- _Exercise_
Counting the line with "queue. There is" as the last one, copy out the lines of the data exactly from the first onward.

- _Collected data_
Start of Block

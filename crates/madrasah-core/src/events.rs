//! Events emitted by the engines for the presentation layer.
//!
//! Delivered as return values from the operations that produce them, in
//! order, so the caller can drive a sequential celebration queue. There is
//! no broadcast bus.

use chrono::{DateTime, Utc};
use serde::{Deserialize, Serialize};

use crate::model::AchievementType;

#[derive(Debug, Clone, PartialEq, Serialize, Deserialize)]
#[serde(tag = "type")]
pub enum EngineEvent {
    /// A streak milestone threshold was crossed exactly.
    MilestoneReached {
        days: u32,
        achievement_type: AchievementType,
        xp_reward: u32,
        at: DateTime<Utc>,
    },
    /// A badge unlocked, either inline (time-of-day) or in the sweep.
    AchievementUnlocked {
        achievement_type: AchievementType,
        xp_reward: u32,
        at: DateTime<Utc>,
    },
}
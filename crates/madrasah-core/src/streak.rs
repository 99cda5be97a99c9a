//! Daily streak engine.
//!
//! A state machine over `(current_streak, last_lesson_completed_date)` driven
//! by two external triggers: lesson completion and the app-foreground check.
//! Day arithmetic is calendar-day arithmetic in local time; only the first
//! completion of a day counts.
//!
//! Milestones are awarded on exact-equality threshold crossings, strictly
//! after the new streak value has been persisted.

use chrono::{DateTime, Local, NaiveDate, Utc};
use uuid::Uuid;

use crate::error::Result;
use crate::events::EngineEvent;
use crate::model::{Achievement, AchievementType, Child};
use crate::storage::ProgressStore;

/// A streak-length threshold with its badge and XP reward. Static rule table,
/// not persisted.
#[derive(Debug, Clone, Copy, PartialEq, Eq)]
pub struct StreakMilestone {
    pub days: u32,
    pub achievement_type: AchievementType,
    pub xp_reward: u32,
}

/// Milestone table, ascending by day count.
pub const MILESTONES: [StreakMilestone; 4] = [
    StreakMilestone {
        days: 3,
        achievement_type: AchievementType::Streak3,
        xp_reward: 30,
    },
    StreakMilestone {
        days: 7,
        achievement_type: AchievementType::Streak7,
        xp_reward: 100,
    },
    StreakMilestone {
        days: 30,
        achievement_type: AchievementType::Streak30,
        xp_reward: 500,
    },
    StreakMilestone {
        days: 100,
        achievement_type: AchievementType::Streak100,
        xp_reward: 2000,
    },
];

/// First milestone beyond the given streak, if any remain.
pub fn next_milestone(current_streak: u32) -> Option<&'static StreakMilestone> {
    MILESTONES.iter().find(|m| m.days > current_streak)
}

/// Whole hours left before the local day rolls over. Pure; clamped to >= 0.
pub fn hours_remaining_today(now: DateTime<Local>) -> u32 {
    let Some(next_midnight) = now
        .date_naive()
        .succ_opt()
        .and_then(|d| d.and_hms_opt(0, 0, 0))
    else {
        return 0;
    };
    let seconds = (next_midnight - now.naive_local()).num_seconds();
    (seconds.max(0) / 3600) as u32
}

fn local_date(utc: DateTime<Utc>) -> NaiveDate {
    utc.with_timezone(&Local).date_naive()
}

/// Streak continuation, reset, and milestone awarding for one child.
pub struct StreakEngine<'a> {
    store: &'a ProgressStore,
}

impl<'a> StreakEngine<'a> {
    pub fn new(store: &'a ProgressStore) -> Self {
        Self { store }
    }

    /// Update the streak for a lesson completion happening at `now`.
    ///
    /// Same-local-day completions after the first are a no-op. A completion
    /// on the day after the last one continues the streak; any longer gap
    /// (or a first-ever completion) starts a fresh streak of 1. The streak
    /// value is persisted before milestones are evaluated.
    pub fn update_streak_for_completion(&self, child: &mut Child) -> Result<Vec<EngineEvent>> {
        self.update_streak_for_completion_at(child, Local::now())
    }

    pub fn update_streak_for_completion_at(
        &self,
        child: &mut Child,
        now: DateTime<Local>,
    ) -> Result<Vec<EngineEvent>> {
        let today = now.date_naive();

        match child.last_lesson_completed_date {
            Some(last) if local_date(last) == today => return Ok(Vec::new()),
            Some(last) => {
                let days_since = (today - local_date(last)).num_days();
                if days_since == 1 {
                    child.current_streak += 1;
                } else {
                    child.current_streak = 1;
                }
            }
            None => child.current_streak = 1,
        }

        child.longest_streak = child.longest_streak.max(child.current_streak);
        child.last_lesson_completed_date = Some(now.with_timezone(&Utc));
        self.store.save_child(child)?;

        self.check_and_award_milestones_at(child, now)
    }

    /// App-foreground check: zero the streak when a full day was missed.
    ///
    /// The only path that resets to 0 (completion gaps reset to 1). Returns
    /// whether a reset happened.
    pub fn check_and_reset_expired_streak(&self, child: &mut Child) -> Result<bool> {
        self.check_and_reset_expired_streak_at(child, Local::now())
    }

    pub fn check_and_reset_expired_streak_at(
        &self,
        child: &mut Child,
        now: DateTime<Local>,
    ) -> Result<bool> {
        let Some(last) = child.last_lesson_completed_date else {
            return Ok(false);
        };
        let days_since = (now.date_naive() - local_date(last)).num_days();
        if days_since > 1 && child.current_streak != 0 {
            child.current_streak = 0;
            self.store.save_child(child)?;
            return Ok(true);
        }
        Ok(false)
    }

    /// Award milestones whose day count the streak just reached exactly.
    ///
    /// Exact equality, never `>=`: the check runs right after an increment
    /// and must fire once per crossing. A streak that somehow skips a
    /// threshold silently does not award it.
    pub fn check_and_award_milestones_at(
        &self,
        child: &mut Child,
        now: DateTime<Local>,
    ) -> Result<Vec<EngineEvent>> {
        let unlocked = self.unlocked_types(child.id);
        let mut events = Vec::new();

        for milestone in MILESTONES
            .iter()
            .filter(|m| m.days == child.current_streak)
            .filter(|m| !unlocked.contains(&m.achievement_type))
        {
            let at = now.with_timezone(&Utc);
            self.store.save_achievement(&Achievement::unlock(
                child.id,
                milestone.achievement_type,
                at,
            ))?;
            child.total_xp += milestone.xp_reward;
            self.store.save_child(child)?;
            events.push(EngineEvent::MilestoneReached {
                days: milestone.days,
                achievement_type: milestone.achievement_type,
                xp_reward: milestone.xp_reward,
                at,
            });
        }
        Ok(events)
    }

    /// Fail-open read of the child's unlocked badge types. A transient read
    /// failure skips awarding for this pass; the unique constraint in the
    /// store still guarantees exactly-once.
    fn unlocked_types(&self, child_id: Uuid) -> Vec<AchievementType> {
        match self.store.achievements_for_child(child_id) {
            Ok(rows) => rows.into_iter().map(|a| a.achievement_type).collect(),
            Err(e) => {
                tracing::warn!(error = %e, "achievement fetch failed; treating as none");
                Vec::new()
            }
        }
    }
}

#[cfg(test)]
mod tests {
    use super::*;
    use chrono::TimeZone;

    fn local(y: i32, m: u32, d: u32, h: u32) -> DateTime<Local> {
        Local.with_ymd_and_hms(y, m, d, h, 0, 0).unwrap()
    }

    fn setup() -> (ProgressStore, Child) {
        let store = ProgressStore::open_memory().unwrap();
        let child = Child::new("Amina");
        store.save_child(&child).unwrap();
        (store, child)
    }

    #[test]
    fn first_completion_starts_streak_of_one() {
        let (store, mut child) = setup();
        let engine = StreakEngine::new(&store);

        engine
            .update_streak_for_completion_at(&mut child, local(2026, 3, 2, 10))
            .unwrap();
        assert_eq!(child.current_streak, 1);
        assert_eq!(child.longest_streak, 1);
        assert!(child.last_lesson_completed_date.is_some());
    }

    #[test]
    fn consecutive_days_continue_the_streak() {
        let (store, mut child) = setup();
        let engine = StreakEngine::new(&store);

        engine
            .update_streak_for_completion_at(&mut child, local(2026, 3, 2, 10))
            .unwrap();
        engine
            .update_streak_for_completion_at(&mut child, local(2026, 3, 3, 9))
            .unwrap();
        assert_eq!(child.current_streak, 2);
        assert_eq!(child.longest_streak, 2);
    }

    #[test]
    fn second_completion_same_day_is_a_noop() {
        let (store, mut child) = setup();
        let engine = StreakEngine::new(&store);

        engine
            .update_streak_for_completion_at(&mut child, local(2026, 3, 2, 8))
            .unwrap();
        let before = child.clone();
        let events = engine
            .update_streak_for_completion_at(&mut child, local(2026, 3, 2, 20))
            .unwrap();
        assert_eq!(child, before);
        assert!(events.is_empty());
    }

    #[test]
    fn gap_resets_streak_to_one_not_zero() {
        let (store, mut child) = setup();
        let engine = StreakEngine::new(&store);

        engine
            .update_streak_for_completion_at(&mut child, local(2026, 3, 2, 10))
            .unwrap();
        engine
            .update_streak_for_completion_at(&mut child, local(2026, 3, 3, 10))
            .unwrap();
        // Skip March 4 entirely.
        engine
            .update_streak_for_completion_at(&mut child, local(2026, 3, 5, 10))
            .unwrap();
        assert_eq!(child.current_streak, 1);
        assert_eq!(child.longest_streak, 2);
    }

    #[test]
    fn foreground_check_zeroes_expired_streak() {
        let (store, mut child) = setup();
        let engine = StreakEngine::new(&store);

        engine
            .update_streak_for_completion_at(&mut child, local(2026, 3, 2, 10))
            .unwrap();
        let reset = engine
            .check_and_reset_expired_streak_at(&mut child, local(2026, 3, 4, 9))
            .unwrap();
        assert!(reset);
        assert_eq!(child.current_streak, 0);

        let stored = store.child(child.id).unwrap().unwrap();
        assert_eq!(stored.current_streak, 0);
    }

    #[test]
    fn foreground_check_tolerates_yesterday() {
        let (store, mut child) = setup();
        let engine = StreakEngine::new(&store);

        engine
            .update_streak_for_completion_at(&mut child, local(2026, 3, 2, 10))
            .unwrap();
        let reset = engine
            .check_and_reset_expired_streak_at(&mut child, local(2026, 3, 3, 23))
            .unwrap();
        assert!(!reset);
        assert_eq!(child.current_streak, 1);
    }

    #[test]
    fn foreground_check_without_history_is_a_noop() {
        let (store, mut child) = setup();
        let engine = StreakEngine::new(&store);
        assert!(!engine
            .check_and_reset_expired_streak_at(&mut child, local(2026, 3, 4, 9))
            .unwrap());
    }

    #[test]
    fn milestone_fires_exactly_at_threshold() {
        let (store, mut child) = setup();
        let engine = StreakEngine::new(&store);

        let mut all_events = Vec::new();
        for day in 2..=4 {
            all_events.extend(
                engine
                    .update_streak_for_completion_at(&mut child, local(2026, 3, day, 10))
                    .unwrap(),
            );
        }
        assert_eq!(child.current_streak, 3);
        assert_eq!(all_events.len(), 1);
        assert!(matches!(
            all_events[0],
            EngineEvent::MilestoneReached {
                days: 3,
                xp_reward: 30,
                ..
            }
        ));
        assert_eq!(child.total_xp, 30);
    }

    #[test]
    fn milestone_awards_only_once() {
        let (store, mut child) = setup();
        let engine = StreakEngine::new(&store);

        // Reach 3, lapse, reach 3 again.
        for day in 2..=4 {
            engine
                .update_streak_for_completion_at(&mut child, local(2026, 3, day, 10))
                .unwrap();
        }
        engine
            .update_streak_for_completion_at(&mut child, local(2026, 3, 10, 10))
            .unwrap();
        let mut events = Vec::new();
        for day in 11..=12 {
            events.extend(
                engine
                    .update_streak_for_completion_at(&mut child, local(2026, 3, day, 10))
                    .unwrap(),
            );
        }
        assert_eq!(child.current_streak, 3);
        assert!(events.is_empty());
        assert_eq!(child.total_xp, 30);
    }

    #[test]
    fn skipped_threshold_does_not_award() {
        let (store, mut child) = setup();
        let engine = StreakEngine::new(&store);

        // A streak value already past a threshold awards nothing.
        child.current_streak = 5;
        let events = engine
            .check_and_award_milestones_at(&mut child, local(2026, 3, 2, 10))
            .unwrap();
        assert!(events.is_empty());
    }

    #[test]
    fn next_milestone_walks_the_table() {
        assert_eq!(next_milestone(0).unwrap().days, 3);
        assert_eq!(next_milestone(3).unwrap().days, 7);
        assert_eq!(next_milestone(29).unwrap().days, 30);
        assert_eq!(next_milestone(99).unwrap().days, 100);
        assert!(next_milestone(100).is_none());
    }

    #[test]
    fn hours_remaining_clamps_and_floors() {
        let now = local(2026, 3, 2, 21);
        assert_eq!(hours_remaining_today(now), 3);

        let almost_midnight = Local.with_ymd_and_hms(2026, 3, 2, 23, 30, 0).unwrap();
        assert_eq!(hours_remaining_today(almost_midnight), 0);
    }
}
//! Achievement (badge) types, their declarative rule table, and unlock records.
//!
//! The unlock rules are data, not behavior: every [`AchievementType`] maps to
//! a static [`AchievementMeta`] carrying its display info, XP reward, and a
//! [`Requirement`] describing what satisfies it. The achievement engine reads
//! this table; nothing here evaluates a child.

use chrono::{DateTime, Utc};
use serde::{Deserialize, Serialize};
use uuid::Uuid;

use super::lesson::LessonCategory;

/// Closed enumeration of every badge the app can award.
#[derive(Debug, Clone, Copy, PartialEq, Eq, Hash, Serialize, Deserialize)]
#[serde(rename_all = "snake_case")]
pub enum AchievementType {
    // Progress
    FirstLesson,
    Streak3,
    Streak7,
    Streak30,
    /// Awarded only by the streak milestone path, never by the sweep.
    Streak100,
    PerfectWeek,
    Xp500,
    Xp1000,
    Xp2500,
    Lessons10,
    Lessons25,
    Lessons50,
    // Mastery
    PerfectScore,
    Perfectionist,
    WuduMaster,
    SalahMaster,
    QuranMaster,
    DuaaMaster,
    StoriesMaster,
    CategoryExplorer,
    AllCategoriesMaster,
    // Special / calendar
    RamadanReady,
    EidCelebration,
    HijriNewYear,
    LaylatAlQadr,
    // Social
    FirstFamilyActivity,
    FamilyTime,
    FamilyChampion,
    WeeklyChampion,
    // Time of day
    EarlyBird,
    NightOwl,
}

/// What satisfies an achievement, expressed as data.
///
/// `Binary` rules have no meaningful partial progress; the UI renders them as
/// locked or unlocked with no bar.
#[derive(Debug, Clone, Copy, PartialEq, Eq)]
pub enum Requirement {
    Binary,
    /// `current_streak` reaching N days.
    Streak(u32),
    /// `total_xp` reaching N.
    TotalXp(u32),
    /// `total_lessons_completed` reaching N.
    LessonsCompleted(u32),
    /// N lessons completed with a score of 100.
    PerfectScores(u32),
    /// Every seeded lesson in the category completed.
    CategoryMastery(LessonCategory),
    /// At least one completed lesson in each of the 8 categories.
    CategoriesTried,
    /// N completed family activities.
    FamilyActivities(u32),
}

/// Static metadata for one achievement type.
#[derive(Debug, Clone, Copy)]
pub struct AchievementMeta {
    /// Stable identifier used for storage.
    pub id: &'static str,
    pub title: &'static str,
    pub icon: &'static str,
    /// XP granted to the child when the badge unlocks.
    pub xp_reward: u32,
    pub requirement: Requirement,
}

impl AchievementType {
    /// All types, grouped by family.
    pub const ALL: [AchievementType; 31] = [
        AchievementType::FirstLesson,
        AchievementType::Streak3,
        AchievementType::Streak7,
        AchievementType::Streak30,
        AchievementType::Streak100,
        AchievementType::PerfectWeek,
        AchievementType::Xp500,
        AchievementType::Xp1000,
        AchievementType::Xp2500,
        AchievementType::Lessons10,
        AchievementType::Lessons25,
        AchievementType::Lessons50,
        AchievementType::PerfectScore,
        AchievementType::Perfectionist,
        AchievementType::WuduMaster,
        AchievementType::SalahMaster,
        AchievementType::QuranMaster,
        AchievementType::DuaaMaster,
        AchievementType::StoriesMaster,
        AchievementType::CategoryExplorer,
        AchievementType::AllCategoriesMaster,
        AchievementType::RamadanReady,
        AchievementType::EidCelebration,
        AchievementType::HijriNewYear,
        AchievementType::LaylatAlQadr,
        AchievementType::FirstFamilyActivity,
        AchievementType::FamilyTime,
        AchievementType::FamilyChampion,
        AchievementType::WeeklyChampion,
        AchievementType::EarlyBird,
        AchievementType::NightOwl,
    ];

    /// Static rule-table lookup.
    pub fn meta(&self) -> &'static AchievementMeta {
        use AchievementType as T;
        use Requirement as R;
        match self {
            T::FirstLesson => &AchievementMeta {
                id: "first_lesson",
                title: "First Steps",
                icon: "🌱",
                xp_reward: 10,
                requirement: R::LessonsCompleted(1),
            },
            T::Streak3 => &AchievementMeta {
                id: "streak_3",
                title: "3-Day Streak",
                icon: "🔥",
                xp_reward: 30,
                requirement: R::Streak(3),
            },
            T::Streak7 => &AchievementMeta {
                id: "streak_7",
                title: "7-Day Streak",
                icon: "🔥",
                xp_reward: 100,
                requirement: R::Streak(7),
            },
            T::Streak30 => &AchievementMeta {
                id: "streak_30",
                title: "30-Day Streak",
                icon: "🏆",
                xp_reward: 500,
                requirement: R::Streak(30),
            },
            T::Streak100 => &AchievementMeta {
                id: "streak_100",
                title: "100-Day Streak",
                icon: "💎",
                xp_reward: 2000,
                requirement: R::Streak(100),
            },
            T::PerfectWeek => &AchievementMeta {
                id: "perfect_week",
                title: "Perfect Week",
                icon: "📅",
                xp_reward: 150,
                requirement: R::Binary,
            },
            T::Xp500 => &AchievementMeta {
                id: "xp_500",
                title: "Rising Star",
                icon: "⭐",
                xp_reward: 50,
                requirement: R::TotalXp(500),
            },
            T::Xp1000 => &AchievementMeta {
                id: "xp_1000",
                title: "Bright Star",
                icon: "🌟",
                xp_reward: 100,
                requirement: R::TotalXp(1000),
            },
            T::Xp2500 => &AchievementMeta {
                id: "xp_2500",
                title: "Shooting Star",
                icon: "💫",
                xp_reward: 250,
                requirement: R::TotalXp(2500),
            },
            T::Lessons10 => &AchievementMeta {
                id: "lessons_10",
                title: "Curious Learner",
                icon: "📖",
                xp_reward: 50,
                requirement: R::LessonsCompleted(10),
            },
            T::Lessons25 => &AchievementMeta {
                id: "lessons_25",
                title: "Dedicated Learner",
                icon: "📚",
                xp_reward: 125,
                requirement: R::LessonsCompleted(25),
            },
            T::Lessons50 => &AchievementMeta {
                id: "lessons_50",
                title: "Scholar in Training",
                icon: "🎓",
                xp_reward: 250,
                requirement: R::LessonsCompleted(50),
            },
            T::PerfectScore => &AchievementMeta {
                id: "perfect_score",
                title: "Perfect Score",
                icon: "💯",
                xp_reward: 50,
                requirement: R::PerfectScores(1),
            },
            T::Perfectionist => &AchievementMeta {
                id: "perfectionist",
                title: "Perfectionist",
                icon: "✨",
                xp_reward: 200,
                requirement: R::PerfectScores(10),
            },
            T::WuduMaster => &AchievementMeta {
                id: "wudu_master",
                title: "Wudu Master",
                icon: "💧",
                xp_reward: 100,
                requirement: R::CategoryMastery(LessonCategory::Wudu),
            },
            T::SalahMaster => &AchievementMeta {
                id: "salah_master",
                title: "Salah Master",
                icon: "🕌",
                xp_reward: 100,
                requirement: R::CategoryMastery(LessonCategory::Salah),
            },
            T::QuranMaster => &AchievementMeta {
                id: "quran_master",
                title: "Quran Master",
                icon: "📗",
                xp_reward: 100,
                requirement: R::CategoryMastery(LessonCategory::Quran),
            },
            T::DuaaMaster => &AchievementMeta {
                id: "duaa_master",
                title: "Duaa Master",
                icon: "🤲",
                xp_reward: 100,
                requirement: R::CategoryMastery(LessonCategory::Duaa),
            },
            T::StoriesMaster => &AchievementMeta {
                id: "stories_master",
                title: "Storyteller",
                icon: "📜",
                xp_reward: 100,
                requirement: R::CategoryMastery(LessonCategory::Stories),
            },
            T::CategoryExplorer => &AchievementMeta {
                id: "category_explorer",
                title: "Explorer",
                icon: "🧭",
                xp_reward: 150,
                requirement: R::CategoriesTried,
            },
            T::AllCategoriesMaster => &AchievementMeta {
                id: "all_categories_master",
                title: "Master of All",
                icon: "👑",
                xp_reward: 500,
                requirement: R::Binary,
            },
            T::RamadanReady => &AchievementMeta {
                id: "ramadan_ready",
                title: "Ramadan Ready",
                icon: "🌙",
                xp_reward: 100,
                requirement: R::Binary,
            },
            T::EidCelebration => &AchievementMeta {
                id: "eid_celebration",
                title: "Eid Celebration",
                icon: "🎉",
                xp_reward: 100,
                requirement: R::Binary,
            },
            T::HijriNewYear => &AchievementMeta {
                id: "hijri_new_year",
                title: "New Beginnings",
                icon: "🗓️",
                xp_reward: 100,
                requirement: R::Binary,
            },
            T::LaylatAlQadr => &AchievementMeta {
                id: "laylat_al_qadr",
                title: "Night of Power",
                icon: "🌌",
                xp_reward: 100,
                requirement: R::Binary,
            },
            T::FirstFamilyActivity => &AchievementMeta {
                id: "first_family_activity",
                title: "Family First",
                icon: "👨‍👩‍👧",
                xp_reward: 25,
                requirement: R::FamilyActivities(1),
            },
            T::FamilyTime => &AchievementMeta {
                id: "family_time",
                title: "Family Time",
                icon: "🏠",
                xp_reward: 25,
                requirement: R::FamilyActivities(1),
            },
            T::FamilyChampion => &AchievementMeta {
                id: "family_champion",
                title: "Family Champion",
                icon: "🏅",
                xp_reward: 150,
                requirement: R::FamilyActivities(10),
            },
            T::WeeklyChampion => &AchievementMeta {
                id: "weekly_champion",
                title: "Weekly Champion",
                icon: "🥇",
                xp_reward: 200,
                requirement: R::Binary,
            },
            T::EarlyBird => &AchievementMeta {
                id: "early_bird",
                title: "Early Bird",
                icon: "🐦",
                xp_reward: 25,
                requirement: R::Binary,
            },
            T::NightOwl => &AchievementMeta {
                id: "night_owl",
                title: "Night Owl",
                icon: "🦉",
                xp_reward: 25,
                requirement: R::Binary,
            },
        }
    }

    /// Stable identifier used for storage.
    pub fn as_str(&self) -> &'static str {
        self.meta().id
    }

    /// Parse a stored identifier.
    pub fn parse(s: &str) -> Option<AchievementType> {
        AchievementType::ALL.iter().copied().find(|t| t.as_str() == s)
    }
}

/// A persisted unlock record. At most one exists per `(child, type)` pair;
/// `is_new` is the only field that may change after creation.
#[derive(Debug, Clone, PartialEq, Serialize, Deserialize)]
#[serde(rename_all = "camelCase")]
pub struct Achievement {
    pub child_id: Uuid,
    pub achievement_type: AchievementType,
    pub unlocked_at: DateTime<Utc>,
    /// True until the celebration has been shown to the user.
    pub is_new: bool,
}

impl Achievement {
    pub fn unlock(child_id: Uuid, achievement_type: AchievementType, at: DateTime<Utc>) -> Self {
        Self {
            child_id,
            achievement_type,
            unlocked_at: at,
            is_new: true,
        }
    }
}

/// Live progress toward a locked, quantifiable achievement.
#[derive(Debug, Clone, Copy, PartialEq, Eq, Serialize, Deserialize)]
pub struct AchievementProgress {
    pub current: u32,
    pub required: u32,
}

#[cfg(test)]
mod tests {
    use super::*;
    use std::collections::HashSet;

    #[test]
    fn storage_ids_are_unique() {
        let ids: HashSet<&'static str> =
            AchievementType::ALL.iter().map(|t| t.as_str()).collect();
        assert_eq!(ids.len(), AchievementType::ALL.len());
    }

    #[test]
    fn storage_id_round_trip() {
        for achievement_type in AchievementType::ALL {
            assert_eq!(
                AchievementType::parse(achievement_type.as_str()),
                Some(achievement_type)
            );
        }
        assert_eq!(AchievementType::parse("moon_landing"), None);
    }

    #[test]
    fn streak_badge_rewards_match_milestone_table() {
        assert_eq!(AchievementType::Streak3.meta().xp_reward, 30);
        assert_eq!(AchievementType::Streak7.meta().xp_reward, 100);
        assert_eq!(AchievementType::Streak30.meta().xp_reward, 500);
        assert_eq!(AchievementType::Streak100.meta().xp_reward, 2000);
    }

    #[test]
    fn redundant_family_badges_share_a_trigger() {
        assert_eq!(
            AchievementType::FirstFamilyActivity.meta().requirement,
            Requirement::FamilyActivities(1)
        );
        assert_eq!(
            AchievementType::FamilyTime.meta().requirement,
            Requirement::FamilyActivities(1)
        );
    }

    #[test]
    fn new_unlock_is_flagged_for_celebration() {
        let record = Achievement::unlock(Uuid::new_v4(), AchievementType::FirstLesson, Utc::now());
        assert!(record.is_new);
    }
}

End of Block

- _Response to the exercise_
filename crates/madrasah-core/src/events.rs
//! Events emitted by the engines for the presentation layer.
//!
//! Delivered as return values from the operations that produce them, in
//! order, so the caller can drive a sequential celebration queue. There is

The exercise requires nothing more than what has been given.